*** The records ***

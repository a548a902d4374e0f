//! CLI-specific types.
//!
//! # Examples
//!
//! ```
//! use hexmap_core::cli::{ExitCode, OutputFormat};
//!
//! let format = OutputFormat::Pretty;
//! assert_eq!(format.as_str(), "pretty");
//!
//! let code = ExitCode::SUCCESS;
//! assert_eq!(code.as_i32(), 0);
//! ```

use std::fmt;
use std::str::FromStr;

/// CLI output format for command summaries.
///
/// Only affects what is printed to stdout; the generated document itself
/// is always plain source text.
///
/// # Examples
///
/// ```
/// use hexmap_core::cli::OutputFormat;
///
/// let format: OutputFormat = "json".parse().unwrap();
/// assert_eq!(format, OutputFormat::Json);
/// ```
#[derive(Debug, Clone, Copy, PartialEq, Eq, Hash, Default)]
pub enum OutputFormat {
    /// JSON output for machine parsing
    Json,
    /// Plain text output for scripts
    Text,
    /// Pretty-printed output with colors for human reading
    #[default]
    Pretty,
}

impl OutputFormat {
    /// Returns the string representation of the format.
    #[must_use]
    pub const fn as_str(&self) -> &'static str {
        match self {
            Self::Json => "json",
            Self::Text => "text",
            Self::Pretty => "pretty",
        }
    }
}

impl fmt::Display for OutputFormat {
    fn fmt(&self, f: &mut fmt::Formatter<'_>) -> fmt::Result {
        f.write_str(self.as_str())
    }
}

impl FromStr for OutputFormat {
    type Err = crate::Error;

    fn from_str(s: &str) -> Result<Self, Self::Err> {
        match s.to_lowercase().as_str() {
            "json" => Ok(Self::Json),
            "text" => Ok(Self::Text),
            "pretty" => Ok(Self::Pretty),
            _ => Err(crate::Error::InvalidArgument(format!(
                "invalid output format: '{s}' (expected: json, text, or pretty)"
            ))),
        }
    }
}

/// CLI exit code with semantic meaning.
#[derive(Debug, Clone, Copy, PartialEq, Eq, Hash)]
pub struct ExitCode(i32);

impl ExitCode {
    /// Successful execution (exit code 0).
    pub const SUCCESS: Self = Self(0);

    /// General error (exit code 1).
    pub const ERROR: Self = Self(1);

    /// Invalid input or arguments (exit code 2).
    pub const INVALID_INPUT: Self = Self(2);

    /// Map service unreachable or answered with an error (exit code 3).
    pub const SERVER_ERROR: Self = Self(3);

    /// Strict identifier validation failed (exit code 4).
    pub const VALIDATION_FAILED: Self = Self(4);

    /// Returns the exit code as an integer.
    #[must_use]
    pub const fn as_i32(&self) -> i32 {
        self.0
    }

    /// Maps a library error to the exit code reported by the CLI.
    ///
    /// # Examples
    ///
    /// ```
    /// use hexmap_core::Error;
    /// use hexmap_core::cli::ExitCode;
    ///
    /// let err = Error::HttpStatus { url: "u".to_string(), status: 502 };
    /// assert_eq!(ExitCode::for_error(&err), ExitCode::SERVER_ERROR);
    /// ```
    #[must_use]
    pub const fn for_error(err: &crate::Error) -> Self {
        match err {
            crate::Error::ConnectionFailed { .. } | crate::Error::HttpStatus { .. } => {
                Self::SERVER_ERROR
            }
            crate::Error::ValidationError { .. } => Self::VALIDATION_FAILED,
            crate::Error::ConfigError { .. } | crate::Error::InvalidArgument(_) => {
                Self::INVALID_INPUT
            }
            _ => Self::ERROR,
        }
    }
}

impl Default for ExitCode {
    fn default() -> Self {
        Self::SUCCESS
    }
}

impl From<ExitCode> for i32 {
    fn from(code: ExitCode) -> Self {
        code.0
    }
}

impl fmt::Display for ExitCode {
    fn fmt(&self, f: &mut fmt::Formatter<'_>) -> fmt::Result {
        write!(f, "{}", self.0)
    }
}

*** End of The records ***

Exercise:
Write out the listing again. Keep every character the same.

Exercise response:
repository a548a902d4374e0f
//! CLI-specific types.
//!
//! # Examples
//!
//! ```
//! use hexmap_core::cli::{ExitCode, OutputFormat};
//!
//! let format = OutputFormat::Pretty;
//! assert_eq!(format.as_str(), "pretty");
//!
//! let code = ExitCode::SUCCESS;
//! assert_eq!(code.as_i32(), 0);
//! ```

use std::fmt;
use std::str::FromStr;

/// CLI output format for command summaries.
///
/// Only affects what is printed to stdout; the generated document itself
/// is always plain source text.
///
/// # Examples
///
/// ```
/// use hexmap_core::cli::OutputFormat;
///
/// let format: OutputFormat = "json".parse().unwrap();
/// assert_eq!(format, OutputFormat::Json);
/// ```
#[derive(Debug, Clone, Copy, PartialEq, Eq, Hash, Default)]
pub enum OutputFormat {
    /// JSON output for machine parsing
    Json,
    /// Plain text output for scripts
    Text,
    /// Pretty-printed output with colors for human reading
    #[default]
    Pretty,
}

impl OutputFormat {
    /// Returns the string representation of the format.
    #[must_use]
    pub const fn as_str(&self) -> &'static str {
        match self {
            Self::Json => "json",
            Self::Text => "text",
            Self::Pretty => "pretty",
        }
    }
}

impl fmt::Display for OutputFormat {
    fn fmt(&self, f: &mut fmt::Formatter<'_>) -> fmt::Result {
        f.write_str(self.as_str())
    }
}

impl FromStr for OutputFormat {
    type Err = crate::Error;

    fn from_str(s: &str) -> Result<Self, Self::Err> {
        match s.to_lowercase().as_str() {
            "json" => Ok(Self::Json),
            "text" => Ok(Self::Text),
            "pretty" => Ok(Self::Pretty),
            _ => Err(crate::Error::InvalidArgument(format!(
                "invalid output format: '{s}' (expected: json, text, or pretty)"
            ))),
        }
    }
}

/// CLI exit code with semantic meaning.
#[derive(Debug, Clone, Copy, PartialEq, Eq, Hash)]
pub struct ExitCode(i32);

impl ExitCode {
    /// Successful execution (exit code 0).
    pub const SUCCESS: Self = Self(0);

    /// General error (exit code 1).
    pub const ERROR: Self = Self(1);

    /// Invalid input or arguments (exit code 2).
    pub const INVALID_INPUT: Self = Self(2);

    /// Map service unreachable or answered with an error (exit code 3).
    pub const SERVER_ERROR: Self = Self(3);

    /// Strict identifier validation failed (exit code 4).
    pub const VALIDATION_FAILED: Self = Self(4);

    /// Returns the exit code as an integer.
    #[must_use]
    pub const fn as_i32(&self) -> i32 {
        self.0
    }

    /// Maps a library error to the exit code reported by the CLI.
    ///
    /// # Examples
    ///
    /// ```
    /// use hexmap_core::Error;
    /// use hexmap_core::cli::ExitCode;
    ///
    /// let err = Error::HttpStatus { url: "u".to_string(), status: 502 };
    /// assert_eq!(ExitCode::for_error(&err), ExitCode::SERVER_ERROR);
    /// ```
    #[must_use]
    pub const fn for_error(err: &crate::Error) -> Self {
        match err {
            crate::Error::ConnectionFailed { .. } | crate::Error::HttpStatus { .. } => {
                Self::SERVER_ERROR
            }
            crate::Error::ValidationError { .. } => Self::VALIDATION_FAILED,
            crate::Error::ConfigError { .. } | crate::Error::InvalidArgument(_) => {
                Self::INVALID_INPUT
            }
            _ => Self::ERROR,
        }
    }
}

impl Default for ExitCode {
    fn default() -> Self {
        Self::SUCCESS
    }
}

impl From<ExitCode> for i32 {
    fn from(code: ExitCode) -> Self {
        code.0
    }
}

impl fmt::Display for ExitCode {
    fn fmt(&self, f: &mut fmt::Formatter<'_>) -> fmt::Result {
        write!(f, "{}", self.0)
    }
}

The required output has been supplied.